(Activity)
Sort through the entries below and pull out lines containing the word "bool".

(Material to process)

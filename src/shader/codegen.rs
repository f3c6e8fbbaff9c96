//! Generated Shader Code
//!
//! Builders for the declaration block spliced into each processed stage:
//! uniform structs and bindings, resource bindings, vertex input and
//! inter-stage structs, and the fragment output struct.

use std::fmt::Write;

use super::types::ValueType;
use super::uniform_format::UniformBufferFormat;
use crate::binding::format::{BindGroupFormat, BindingKind, SamplerBinding, TextureSampleKind};

/// Names of the bind groups, by index. Uniform buffers and structs derive
/// their names from these (`ub_view`, `struct_ub_view`).
pub const BIND_GROUP_NAMES: [&str; 3] = ["view", "material", "mesh"];

/// Name of the uniform buffer variable of a bind group.
#[must_use]
pub fn uniform_buffer_name(group: usize) -> String {
    format!("ub_{}", BIND_GROUP_NAMES[group])
}

/// `struct struct_ub_{name} { ... };` followed by its binding.
#[must_use]
pub fn uniform_block(group: usize, slot: u32, format: &UniformBufferFormat) -> String {
    let name = BIND_GROUP_NAMES[group];
    let mut out = format!("struct struct_ub_{name} {{\n");
    for uniform in format.uniforms() {
        let _ = writeln!(out, "    {}: {},", uniform.name, uniform.declared_type());
    }
    out.push_str("};\n");
    let _ = writeln!(
        out,
        "@group({group}) @binding({slot}) var<uniform> ub_{name}: struct_ub_{name};"
    );
    out
}

/// Bindings for every non-uniform-buffer entry of `format`.
#[must_use]
pub fn resource_block(group: usize, format: &BindGroupFormat) -> String {
    let mut out = String::new();
    for entry in format.entries() {
        let ty = match &entry.kind {
            BindingKind::UniformBuffer { .. } => continue,
            BindingKind::Texture {
                sample: TextureSampleKind::Depth,
                dimension,
                multisampled,
            } => {
                if *multisampled {
                    "texture_depth_multisampled_2d".to_string()
                } else {
                    format!("texture_depth_{}", dimension.shader_suffix())
                }
            }
            BindingKind::Texture {
                sample,
                dimension,
                multisampled,
            } => {
                if *multisampled {
                    format!("texture_multisampled_2d<{}>", sample.shader_element())
                } else {
                    format!(
                        "texture_{}<{}>",
                        dimension.shader_suffix(),
                        sample.shader_element()
                    )
                }
            }
            BindingKind::Sampler(SamplerBinding::Comparison) => "sampler_comparison".to_string(),
            BindingKind::Sampler(_) => "sampler".to_string(),
            BindingKind::StorageBuffer {
                read_only,
                type_name,
            } => {
                let access = if *read_only { "read" } else { "read_write" };
                let _ = writeln!(
                    out,
                    "@group({group}) @binding({}) var<storage, {access}> {}: {type_name};",
                    entry.slot, entry.name
                );
                continue;
            }
            BindingKind::StorageTexture {
                dimension,
                format,
                access,
            } => format!(
                "texture_storage_{}<{}, {}>",
                dimension.shader_suffix(),
                format.shader_name(),
                access.shader_name()
            ),
        };
        let _ = writeln!(
            out,
            "@group({group}) @binding({}) var {}: {ty};",
            entry.slot, entry.name
        );
    }
    out
}

// ─── Stage Interfaces ────────────────────────────────────────────────────────

/// An attribute as it appears in the generated vertex input.
#[derive(Debug, Clone, PartialEq, Eq)]
pub struct GeneratedAttribute {
    pub name: String,
    pub ty: ValueType,
    /// `None` for attributes without a vertex semantic; they only get a
    /// zero-initialised mirror.
    pub location: Option<u32>,
}

/// `VertexInput` struct, private mirrors and the `_copy_vertex_input` helper.
#[must_use]
pub fn vertex_input_block(attributes: &[GeneratedAttribute]) -> String {
    let mut out = String::from("struct VertexInput {\n");
    for attribute in attributes {
        if let Some(location) = attribute.location {
            let _ = writeln!(
                out,
                "    @location({location}) {}: {},",
                attribute.name, attribute.ty
            );
        }
    }
    out.push_str("    @builtin(vertex_index) vertexIndex: u32,\n");
    out.push_str("    @builtin(instance_index) instanceIndex: u32,\n");
    out.push_str("};\n");

    for attribute in attributes {
        let _ = writeln!(out, "var<private> {}: {};", attribute.name, attribute.ty);
    }
    out.push_str("var<private> pcVertexIndex: u32;\n");
    out.push_str("var<private> pcInstanceIndex: u32;\n");

    out.push_str("fn _copy_vertex_input(input: VertexInput) {\n");
    for attribute in attributes.iter().filter(|a| a.location.is_some()) {
        let _ = writeln!(out, "    {0} = input.{0};", attribute.name);
    }
    out.push_str("    pcVertexIndex = input.vertexIndex;\n");
    out.push_str("    pcInstanceIndex = input.instanceIndex;\n");
    out.push_str("}\n");
    out
}

/// An inter-stage value with its assigned location.
#[derive(Debug, Clone, PartialEq, Eq)]
pub struct GeneratedVarying {
    pub name: String,
    pub ty: ValueType,
    pub location: u32,
    pub interpolation: Option<String>,
}

fn varying_field(out: &mut String, varying: &GeneratedVarying) {
    let interpolation = varying
        .interpolation
        .as_deref()
        .map(|i| format!("{i} "))
        .unwrap_or_default();
    let _ = writeln!(
        out,
        "    @location({}) {interpolation}{}: {},",
        varying.location, varying.name, varying.ty
    );
}

/// `VertexOutput` with user varyings followed by the clip position.
#[must_use]
pub fn vertex_output_block(varyings: &[GeneratedVarying]) -> String {
    let mut out = String::from("struct VertexOutput {\n");
    for varying in varyings {
        varying_field(&mut out, varying);
    }
    out.push_str("    @builtin(position) position: vec4f,\n");
    out.push_str("};\n");
    out
}

/// `FragmentInput` with user varyings followed by the fragment built-ins.
#[must_use]
pub fn fragment_input_block(varyings: &[GeneratedVarying], primitive_index: bool) -> String {
    let mut out = String::from("struct FragmentInput {\n");
    for varying in varyings {
        varying_field(&mut out, varying);
    }
    out.push_str("    @builtin(position) position: vec4f,\n");
    out.push_str("    @builtin(front_facing) frontFacing: bool,\n");
    out.push_str("    @builtin(sample_index) sampleIndex: u32,\n");
    if primitive_index {
        out.push_str("    @builtin(primitive_index) primitiveIndex: u32,\n");
    }
    out.push_str("};\n");
    out
}

/// `FragmentOutput` with `color`, `color1`, ... and an optional depth output.
#[must_use]
pub fn fragment_output_block(color_count: u32, frag_depth: bool) -> String {
    let mut out = String::from("struct FragmentOutput {\n");
    for i in 0..color_count {
        let suffix = if i == 0 { String::new() } else { i.to_string() };
        let _ = writeln!(out, "    @location({i}) color{suffix}: vec4f,");
    }
    if frag_depth {
        out.push_str("    @builtin(frag_depth) fragDepth: f32,\n");
    }
    out.push_str("};\n");
    out
}
//! # Bindery
//!
//! The resource binding and pipeline layer of a WebGPU renderer.
//!
//! - [`shader`]: rewrites portable shader source into slot-addressed WGSL and
//!   derives the mesh bind group and uniform buffer formats from it
//! - [`binding`]: bind group formats, bind groups and the buffers and
//!   textures they reference
//! - [`pipeline`]: vertex formats, render state and the render / compute
//!   pipeline caches
//! - [`device`]: the backend seam, frame state machine, indirect draw slots,
//!   uniform ring and read-back
//!
//! ```rust,ignore
//! use bindery::{DeviceSettings, GpuDevice, RenderPassDesc, WgpuBackend};
//!
//! let settings = DeviceSettings::default();
//! let backend = pollster::block_on(WgpuBackend::request_headless(&settings, 640, 480))?;
//! let mut device = GpuDevice::new(backend, settings);
//!
//! device.frame_start()?;
//! device.start_render_pass(&RenderPassDesc::new("Main"))?;
//! device.draw(&draw_call)?;
//! device.end_render_pass();
//! device.present();
//! ```

#![warn(clippy::all)]
#![warn(clippy::pedantic)]
#![allow(clippy::cast_precision_loss)]
#![allow(clippy::cast_possible_truncation)]
#![allow(clippy::module_name_repetitions)]
#![allow(clippy::missing_errors_doc)]
#![allow(clippy::missing_panics_doc)]
#![allow(clippy::too_many_arguments)]

pub mod binding;
pub mod device;
pub mod errors;
pub mod pipeline;
pub mod settings;
pub mod shader;
pub mod utils;

pub use binding::{
    BindBuffer, BindGroup, BindGroupFormat, BindStorage, BindTexture, GpuBuffer, GpuTexture,
    TextureDesc,
};
pub use device::{
    DrawCall, DrawRange, GpuBackend, GpuDevice, RecordingBackend, RenderPassDesc, WgpuBackend,
};
pub use errors::{BinderyError, Result};
pub use pipeline::{RenderState, RenderTarget, VertexFormat};
pub use settings::{DeviceCaps, DeviceSettings};
pub use shader::{Shader, ShaderDefinition, ShaderProcessor};
pub use utils::KeyInterner;
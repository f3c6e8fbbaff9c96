//! Compiler Diagnostics
//!
//! Messages reported by the shading-language compiler are logged, never
//! raised. Each message is printed with a window of source lines around the
//! reported position and a caret under the reported column.

use std::fmt::{self, Write};

/// Severity of a compiler message.
#[derive(Debug, Clone, Copy, PartialEq, Eq)]
pub enum MessageKind {
    Error,
    Warning,
    Info,
}

impl fmt::Display for MessageKind {
    fn fmt(&self, f: &mut fmt::Formatter<'_>) -> fmt::Result {
        f.write_str(match self {
            Self::Error => "error",
            Self::Warning => "warning",
            Self::Info => "info",
        })
    }
}

/// One message from shader module compilation. Positions are 1-based.
#[derive(Debug, Clone, PartialEq, Eq)]
pub struct CompilerMessage {
    pub kind: MessageKind,
    pub text: String,
    pub line: Option<u32>,
    pub column: Option<u32>,
}

impl CompilerMessage {
    #[must_use]
    pub fn from_wgpu(message: &wgpu::CompilationMessage) -> Self {
        let kind = match message.message_type {
            wgpu::CompilationMessageType::Error => MessageKind::Error,
            wgpu::CompilationMessageType::Warning => MessageKind::Warning,
            _ => MessageKind::Info,
        };
        Self {
            kind,
            text: message.message.clone(),
            line: message.location.map(|l| l.line_number),
            column: message.location.map(|l| l.line_position),
        }
    }
}

/// Formats `message` with `context` lines of `source` on each side.
#[must_use]
pub fn format_message(source: &str, message: &CompilerMessage, context: usize) -> String {
    let mut out = format!("{}: {}", message.kind, message.text);
    let Some(line) = message.line.filter(|&l| l > 0) else {
        return out;
    };
    let _ = write!(out, " (line {line}");
    if let Some(column) = message.column {
        let _ = write!(out, ", column {column}");
    }
    out.push(')');

    let lines: Vec<&str> = source.lines().collect();
    let target = line as usize;
    if target > lines.len() {
        return out;
    }
    let first = target.saturating_sub(context).max(1);
    let last = (target + context).min(lines.len());
    let width = last.to_string().len();

    for number in first..=last {
        let marker = if number == target { '>' } else { ' ' };
        let _ = write!(out, "\n{marker} {number:>width$} | {}", lines[number - 1]);
        if number == target
            && let Some(column) = message.column.filter(|&c| c > 0)
        {
            let pad = " ".repeat(column as usize - 1);
            let _ = write!(out, "\n  {:>width$} | {pad}^", "");
        }
    }
    out
}

/// Logs every message at a level matching its severity.
pub fn log_messages(label: &str, source: &str, messages: &[CompilerMessage], context: usize) {
    for message in messages {
        let text = format_message(source, message, context);
        match message.kind {
            MessageKind::Error => log::error!("Shader module '{label}': {text}"),
            MessageKind::Warning => log::warn!("Shader module '{label}': {text}"),
            MessageKind::Info => log::info!("Shader module '{label}': {text}"),
        }
    }
}
//! Uniform Ring
//!
//! Per-draw mesh uniform data is appended to one shared uniform buffer and
//! bound with a dynamic offset. Bytes are staged on the CPU and written to the
//! GPU before each submit.
//!
//! The GPU buffer keeps its identity for the whole frame. An allocation that
//! does not fit fails, and the ring grows to fit the whole frame's demand at
//! the next [`UniformRing::frame_start`]. Growing issues a new buffer id, so
//! mesh bind groups built against the old buffer must be rebuilt.

use super::backend::GpuBackend;
use crate::binding::resources::GpuBuffer;
use crate::errors::{BinderyError, Result};

pub struct UniformRing<B: GpuBackend> {
    buffer: GpuBuffer<B>,
    staging: Vec<u8>,
    capacity: u64,
    cursor: u64,
    /// Bytes of `staging` already written to the GPU.
    flushed: u64,
    alignment: u64,
    /// Capacity to switch to at the next frame start.
    grow_to: Option<u64>,
    reported: bool,
}

impl<B: GpuBackend> UniformRing<B> {
    #[must_use]
    pub fn new(backend: &B, capacity: u64) -> Self {
        let alignment = u64::from(backend.caps().min_uniform_buffer_offset_alignment).max(4);
        let capacity = capacity.max(alignment);
        Self {
            buffer: create_buffer(backend, capacity),
            staging: Vec::with_capacity(capacity as usize),
            capacity,
            cursor: 0,
            flushed: 0,
            alignment,
            grow_to: None,
            reported: false,
        }
    }

    /// Appends `data` and returns its dynamic offset.
    pub fn allocate(&mut self, data: &[u8]) -> Result<u32> {
        let offset = self.cursor.next_multiple_of(self.alignment);
        let end = offset + data.len() as u64;
        if end > self.capacity {
            let mut grown = self.grow_to.unwrap_or(self.capacity);
            while grown < end {
                grown *= 2;
            }
            self.grow_to = Some(grown);
            if !self.reported {
                log::error!(
                    "Uniform ring exhausted: requested {} bytes, {} of {} used; growing to {grown} bytes next frame",
                    data.len(),
                    self.cursor,
                    self.capacity
                );
                self.reported = true;
            }
            return Err(BinderyError::UniformRingExhausted {
                requested: data.len() as u64,
                used: self.cursor,
                capacity: self.capacity,
            });
        }

        self.staging.resize(offset as usize, 0);
        self.staging.extend_from_slice(data);
        self.cursor = end;
        // Fits in u32: capacity is bounded by the uniform buffer size limit.
        Ok(offset as u32)
    }

    /// Writes the bytes staged since the last flush.
    pub fn flush(&mut self, backend: &B) {
        if self.cursor <= self.flushed {
            return;
        }
        let start = self.flushed as usize;
        let end = (self.cursor.next_multiple_of(wgpu::COPY_BUFFER_ALIGNMENT) as usize)
            .min(self.capacity as usize);
        self.staging.resize(end.max(self.staging.len()), 0);
        backend.write_buffer(self.buffer.raw(), self.flushed, &self.staging[start..end]);
        self.flushed = end as u64;
    }

    /// Applies pending growth and rewinds the cursor.
    pub fn frame_start(&mut self, backend: &B) {
        if let Some(capacity) = self.grow_to.take() {
            log::info!("Uniform ring growing: {} -> {capacity} bytes", self.capacity);
            self.capacity = capacity;
            self.buffer = create_buffer(backend, capacity);
        }
        self.cursor = 0;
        self.flushed = 0;
        self.staging.clear();
        self.reported = false;
    }

    #[inline]
    #[must_use]
    pub fn buffer(&self) -> &GpuBuffer<B> {
        &self.buffer
    }

    #[inline]
    #[must_use]
    pub fn capacity(&self) -> u64 {
        self.capacity
    }

    #[inline]
    #[must_use]
    pub fn used(&self) -> u64 {
        self.cursor
    }

    #[inline]
    #[must_use]
    pub fn alignment(&self) -> u64 {
        self.alignment
    }

    /// Whether an overflow this frame scheduled a resize.
    #[inline]
    #[must_use]
    pub fn growth_pending(&self) -> bool {
        self.grow_to.is_some()
    }
}

fn create_buffer<B: GpuBackend>(backend: &B, capacity: u64) -> GpuBuffer<B> {
    GpuBuffer::new(
        backend,
        "Uniform Ring",
        capacity,
        wgpu::BufferUsages::UNIFORM | wgpu::BufferUsages::COPY_DST,
    )
}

(Response box)
pub fn fragment_input_block(varyings: &[GeneratedVarying], primitive_index: bool) -> String {
    out.push_str("    @builtin(front_facing) frontFacing: bool,\n");
pub fn fragment_output_block(color_count: u32, frag_depth: bool) -> String {
    reported: bool,
    pub fn growth_pending(&self) -> bool {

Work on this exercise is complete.